Professor Stefan Hawlin
University of Buckingham
• Aditya Chakrabortty’s gloomy and misleading picture about university education is not backed up by the evidence. If the country is to thrive, it needs more skilled graduates, not fewer. The benefits of getting a degree remain clear for individuals and for the economy and society.
Official figures are clear that graduate salaries are, on average, almost £10,000 a year higher than for non-graduates. Graduates are significantly more likely to be in employment than those with lower qualifications. There is rising employer demand for the broad skills developed at university across a wide range of subjects and levels. Universities are providing graduates with skills that will be valuable throughout their lives, and essential to the UK economy and society as the number of jobs requiring graduate-level skills continues to increase. The ability to think critically and to analyse and present evidence are skills that enrich graduates’ lives.

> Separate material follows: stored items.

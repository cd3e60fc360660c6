use std::collections::HashMap;

use crate::core::error::{Error, Result};
use crate::core::types::{Document, TermVector};
use crate::storage::directory::Directory;

const INDEXED: u8 = 0x1;
const STORE_TERM_VECTOR: u8 = 0x2;
const STORE_POSITIONS: u8 = 0x4;

#[derive(Debug, Clone, PartialEq)]
pub struct FieldInfo {
    pub name: String,
    pub number: u32,
    pub indexed: bool,
    pub term_vector: TermVector,
}

impl FieldInfo {
    pub fn stores_term_vector(&self) -> bool {
        self.term_vector != TermVector::No
    }

    fn flags(&self) -> u8 {
        let mut flags = if self.indexed { INDEXED } else { 0 };
        match self.term_vector {
            TermVector::No => {}
            TermVector::Yes => flags |= STORE_TERM_VECTOR,
            TermVector::WithPositions => flags |= STORE_TERM_VECTOR | STORE_POSITIONS,
        }
        flags
    }
}

fn term_vector_from_flags(flags: u8) -> TermVector {
    if flags & STORE_POSITIONS != 0 {
        TermVector::WithPositions
    } else if flags & STORE_TERM_VECTOR != 0 {
        TermVector::Yes
    } else {
        TermVector::No
    }
}

/// Field names of a segment. A field's number is its insertion order.
#[derive(Debug, Clone, Default)]
pub struct FieldInfos {
    by_number: Vec<FieldInfo>,
    by_name: HashMap<String, u32>,
}

impl FieldInfos {
    pub fn new() -> Self {
        FieldInfos::default()
    }

    /// Adds a field or widens an existing one. Term vectors are only kept
    /// for indexed fields.
    pub fn add(&mut self, name: &str, indexed: bool, term_vector: TermVector) {
        let term_vector = if indexed { term_vector } else { TermVector::No };
        match self.by_name.get(name) {
            Some(&number) => {
                let info = &mut self.by_number[number as usize];
                info.indexed |= indexed;
                info.term_vector = info.term_vector.max(term_vector);
            }
            None => {
                let number = self.by_number.len() as u32;
                self.by_number.push(FieldInfo {
                    name: name.to_string(),
                    number,
                    indexed,
                    term_vector,
                });
                self.by_name.insert(name.to_string(), number);
            }
        }
    }

    pub fn add_document(&mut self, doc: &Document) {
        for field in &doc.fields {
            self.add(&field.name, field.indexed, field.term_vector);
        }
    }

    pub fn add_all(&mut self, other: &FieldInfos) {
        for info in other.iter() {
            self.add(&info.name, info.indexed, info.term_vector);
        }
    }

    pub fn has_vectors(&self) -> bool {
        self.by_number.iter().any(FieldInfo::stores_term_vector)
    }

    pub fn number(&self, name: &str) -> Option<u32> {
        self.by_name.get(name).copied()
    }

    pub fn by_number(&self, number: u32) -> Option<&FieldInfo> {
        self.by_number.get(number as usize)
    }

    pub fn by_name(&self, name: &str) -> Option<&FieldInfo> {
        self.number(name).and_then(|n| self.by_number(n))
    }

    pub fn name(&self, number: u32) -> Option<&str> {
        self.by_number(number).map(|f| f.name.as_str())
    }

    pub fn len(&self) -> usize {
        self.by_number.len()
    }

    pub fn is_empty(&self) -> bool {
        self.by_number.is_empty()
    }

    pub fn iter(&self) -> impl Iterator<Item = &FieldInfo> {
        self.by_number.iter()
    }

    pub fn write(&self, directory: &dyn Directory, file: &str) -> Result<()> {
        let mut out = directory.create_output(file)?;
        out.write_vint(self.by_number.len() as u32)?;
        for info in &self.by_number {
            out.write_string(&info.name)?;
            out.write_byte(info.flags())?;
        }
        out.close()
    }

    pub fn read(directory: &dyn Directory, file: &str) -> Result<Self> {
        let mut input = directory.open_input(file)?;
        let count = input.read_vint()?;
        let mut infos = FieldInfos::new();
        for _ in 0..count {
            let name = input.read_string()?;
            let flags = input.read_byte()?;
            if infos.number(&name).is_some() {
                return Err(Error::corruption(format!("duplicate field {} in {}", name, file)));
            }
            infos.add(&name, flags & INDEXED != 0, term_vector_from_flags(flags));
        }
        Ok(infos)
    }
}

While there is still much more that needs to be done to improve social mobility, it is simply not the case that no progress has been made in relation to universities. In 2017, 18-year-olds from the most disadvantaged areas in England were 82% more likely to enter higher education than they were in 2006.
Higher education is a public good that delivers societal and personal benefits. Rather than running it down, we should be proud that the UK has a well-deserved international reputation for high-quality teaching, learning and research.
Alistair Jarvis
Chief executive, Universities UK
• Towards the end of his excellent piece, Aditya Chakrabortty makes what many will think his most important point: “Labour also needs to expand vocational education”. Earlier in the week you reported that sixth-form and further education had been “hardest hit in cuts to education” (17 September).
Rather than suggest that 50% of the age cohort should go to university, it would make more sense and do more to iron out inequalities if vocational education at 16-plus was better funded and offered as a serious career choice for all. It would also be better for the economy, where industry faces skills shortages. For too long FE has been the neglected second cousin in the education debate. How many TV discussions or documentaries have there been about colleges or vocational training? Perhaps not enough journalists’ or MPs’ children have considered that route into employment. As Aditya says, class inequalities have not been tackled by pushing increased numbers through university. Improving choice at ages 16 and 18 by putting more money into vocational education will do far more.
Dave Verguson
Huddersfield, West Yorkshire
• I agree with many of the criticisms Aditya Chakrabortty makes of our universities, but it is misleading to use phrases such as “costly degree”, “pricey product”, “lumbered with some of the highest student debt in the world” – unless he is referring only to students from outside the EU. The claim that “the impact of £9,000-a-year university tuition fees will last for a long while” (Letters, 19 September) is similarly misleading.
The £9,250-a-year tuition fee does not have to be paid upfront. Nor is it a debt in the normal sense. Graduates do not even begin to repay it until they earn £25,000 a year. Above that they repay 9% on the excess over £25,000. At £30,000 a year, that’s just £450 a year – less than £9 a week, or the cost of two pints of real ale in London (three in Yorkshire), three flat whites or three slices of avocado on sourdough toast. If the loan is not paid off after 25 years it is cancelled.
It might be thought that an additional 9% on earnings above the threshold, on top of the 20% standard rate of income tax, making a total of 29%, is a bit steep. However, my generation (I was born in 1937), who received our higher education for free, paid a standard rate of around 33% for most of our working lives.